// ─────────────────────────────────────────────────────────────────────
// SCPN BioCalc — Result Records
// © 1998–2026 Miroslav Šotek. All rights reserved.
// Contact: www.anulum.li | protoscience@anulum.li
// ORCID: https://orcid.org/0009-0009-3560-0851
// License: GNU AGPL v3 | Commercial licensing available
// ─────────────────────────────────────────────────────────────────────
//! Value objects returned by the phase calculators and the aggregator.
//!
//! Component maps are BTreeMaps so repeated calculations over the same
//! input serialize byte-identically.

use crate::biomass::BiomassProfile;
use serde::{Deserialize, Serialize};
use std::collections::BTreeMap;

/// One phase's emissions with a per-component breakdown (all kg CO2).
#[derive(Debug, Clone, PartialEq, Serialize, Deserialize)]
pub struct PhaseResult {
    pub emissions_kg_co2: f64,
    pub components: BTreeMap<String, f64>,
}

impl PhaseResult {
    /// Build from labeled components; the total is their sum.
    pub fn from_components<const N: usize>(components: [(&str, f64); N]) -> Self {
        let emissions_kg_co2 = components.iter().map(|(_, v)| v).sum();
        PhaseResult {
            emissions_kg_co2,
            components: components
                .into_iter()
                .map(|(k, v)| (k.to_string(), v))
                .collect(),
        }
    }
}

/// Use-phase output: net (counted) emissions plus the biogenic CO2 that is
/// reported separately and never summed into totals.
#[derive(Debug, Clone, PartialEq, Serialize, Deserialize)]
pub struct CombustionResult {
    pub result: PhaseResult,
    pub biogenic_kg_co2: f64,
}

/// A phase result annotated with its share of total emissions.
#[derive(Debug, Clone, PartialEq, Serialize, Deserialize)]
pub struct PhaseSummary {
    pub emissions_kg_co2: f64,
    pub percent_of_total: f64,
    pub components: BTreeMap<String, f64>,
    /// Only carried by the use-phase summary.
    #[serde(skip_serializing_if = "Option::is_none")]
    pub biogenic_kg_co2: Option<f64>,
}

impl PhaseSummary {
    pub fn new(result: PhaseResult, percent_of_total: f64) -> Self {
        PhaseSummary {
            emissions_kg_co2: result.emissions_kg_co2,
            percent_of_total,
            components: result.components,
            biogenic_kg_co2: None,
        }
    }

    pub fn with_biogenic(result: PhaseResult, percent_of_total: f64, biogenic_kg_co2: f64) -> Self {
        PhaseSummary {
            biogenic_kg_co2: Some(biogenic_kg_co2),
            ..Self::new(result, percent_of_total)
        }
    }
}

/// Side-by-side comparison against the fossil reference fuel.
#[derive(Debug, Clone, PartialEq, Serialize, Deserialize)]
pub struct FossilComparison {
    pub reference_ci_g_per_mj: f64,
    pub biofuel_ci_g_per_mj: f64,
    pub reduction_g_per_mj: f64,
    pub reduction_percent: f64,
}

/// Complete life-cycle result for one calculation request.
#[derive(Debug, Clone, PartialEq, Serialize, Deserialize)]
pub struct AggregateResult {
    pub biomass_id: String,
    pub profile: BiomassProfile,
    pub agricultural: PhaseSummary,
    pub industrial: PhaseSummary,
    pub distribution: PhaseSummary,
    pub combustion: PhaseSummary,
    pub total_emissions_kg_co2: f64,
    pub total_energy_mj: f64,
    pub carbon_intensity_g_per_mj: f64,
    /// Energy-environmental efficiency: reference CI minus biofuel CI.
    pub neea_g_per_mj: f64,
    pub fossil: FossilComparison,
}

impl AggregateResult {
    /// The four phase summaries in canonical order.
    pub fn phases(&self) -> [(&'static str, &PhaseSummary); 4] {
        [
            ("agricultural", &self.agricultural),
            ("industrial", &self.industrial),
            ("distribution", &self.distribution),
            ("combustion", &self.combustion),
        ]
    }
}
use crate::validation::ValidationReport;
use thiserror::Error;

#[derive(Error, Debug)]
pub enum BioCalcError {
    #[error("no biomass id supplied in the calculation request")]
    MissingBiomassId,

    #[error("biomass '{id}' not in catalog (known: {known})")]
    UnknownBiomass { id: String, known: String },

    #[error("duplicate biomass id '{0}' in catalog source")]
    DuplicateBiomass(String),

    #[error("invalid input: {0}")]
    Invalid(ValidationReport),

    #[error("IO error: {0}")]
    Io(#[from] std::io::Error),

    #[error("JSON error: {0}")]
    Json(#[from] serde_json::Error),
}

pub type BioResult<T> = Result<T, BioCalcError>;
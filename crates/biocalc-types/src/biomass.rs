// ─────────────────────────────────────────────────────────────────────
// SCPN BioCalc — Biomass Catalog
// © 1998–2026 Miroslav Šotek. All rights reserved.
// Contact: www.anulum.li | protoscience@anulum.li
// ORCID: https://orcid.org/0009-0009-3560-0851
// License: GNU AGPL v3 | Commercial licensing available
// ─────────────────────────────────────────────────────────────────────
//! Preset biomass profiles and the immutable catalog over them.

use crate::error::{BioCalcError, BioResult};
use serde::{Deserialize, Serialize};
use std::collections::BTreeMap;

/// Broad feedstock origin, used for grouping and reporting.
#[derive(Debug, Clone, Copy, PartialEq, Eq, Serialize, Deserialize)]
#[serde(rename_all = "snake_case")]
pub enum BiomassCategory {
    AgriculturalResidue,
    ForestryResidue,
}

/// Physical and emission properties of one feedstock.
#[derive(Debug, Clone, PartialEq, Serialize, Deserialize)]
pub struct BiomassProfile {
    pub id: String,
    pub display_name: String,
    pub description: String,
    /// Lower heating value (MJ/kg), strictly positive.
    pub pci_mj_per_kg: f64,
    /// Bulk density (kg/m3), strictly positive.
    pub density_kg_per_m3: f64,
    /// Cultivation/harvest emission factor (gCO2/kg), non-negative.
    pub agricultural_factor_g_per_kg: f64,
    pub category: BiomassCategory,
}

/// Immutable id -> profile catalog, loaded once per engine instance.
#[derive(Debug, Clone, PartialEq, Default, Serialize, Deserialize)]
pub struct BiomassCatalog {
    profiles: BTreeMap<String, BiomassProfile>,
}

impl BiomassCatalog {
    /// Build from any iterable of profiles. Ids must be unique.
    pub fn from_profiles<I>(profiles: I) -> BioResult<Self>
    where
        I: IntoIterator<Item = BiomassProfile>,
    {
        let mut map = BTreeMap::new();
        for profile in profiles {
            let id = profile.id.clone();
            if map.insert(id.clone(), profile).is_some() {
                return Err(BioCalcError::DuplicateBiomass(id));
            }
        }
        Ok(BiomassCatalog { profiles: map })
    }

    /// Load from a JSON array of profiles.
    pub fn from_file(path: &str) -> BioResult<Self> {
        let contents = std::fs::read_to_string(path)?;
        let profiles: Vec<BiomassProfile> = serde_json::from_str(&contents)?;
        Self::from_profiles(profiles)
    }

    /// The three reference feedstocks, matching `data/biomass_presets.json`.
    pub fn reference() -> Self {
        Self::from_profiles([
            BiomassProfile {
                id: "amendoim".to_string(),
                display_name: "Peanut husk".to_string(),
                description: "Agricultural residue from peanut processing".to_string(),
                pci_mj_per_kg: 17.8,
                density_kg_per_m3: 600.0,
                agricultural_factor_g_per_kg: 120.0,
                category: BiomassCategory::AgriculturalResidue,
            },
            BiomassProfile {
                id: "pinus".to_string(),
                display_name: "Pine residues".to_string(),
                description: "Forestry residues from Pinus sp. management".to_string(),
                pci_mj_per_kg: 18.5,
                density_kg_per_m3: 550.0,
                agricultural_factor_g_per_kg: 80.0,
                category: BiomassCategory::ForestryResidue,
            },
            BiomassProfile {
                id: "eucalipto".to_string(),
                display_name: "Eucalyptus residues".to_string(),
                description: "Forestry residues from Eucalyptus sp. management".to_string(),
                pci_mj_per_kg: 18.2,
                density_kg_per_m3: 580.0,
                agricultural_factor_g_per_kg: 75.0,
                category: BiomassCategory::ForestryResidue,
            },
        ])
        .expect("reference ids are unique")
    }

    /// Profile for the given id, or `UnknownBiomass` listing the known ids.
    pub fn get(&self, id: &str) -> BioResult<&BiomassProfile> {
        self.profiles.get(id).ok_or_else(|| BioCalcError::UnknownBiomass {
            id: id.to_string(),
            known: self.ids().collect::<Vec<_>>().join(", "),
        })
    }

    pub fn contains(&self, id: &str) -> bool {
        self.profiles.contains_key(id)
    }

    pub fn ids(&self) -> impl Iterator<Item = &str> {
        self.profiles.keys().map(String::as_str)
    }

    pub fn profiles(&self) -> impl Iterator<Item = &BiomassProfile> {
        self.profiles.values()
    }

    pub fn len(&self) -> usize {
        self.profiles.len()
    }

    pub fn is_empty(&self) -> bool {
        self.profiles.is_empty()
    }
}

━━━━━━━━

* [Task prompt]: Copy each line above where "description" appears.

* [Exercise response]:
    pub description: String,
                description: "Agricultural residue from peanut processing".to_string(),
                description: "Forestry residues from Pinus sp. management".to_string(),
                description: "Forestry residues from Eucalyptus sp. management".to_string(),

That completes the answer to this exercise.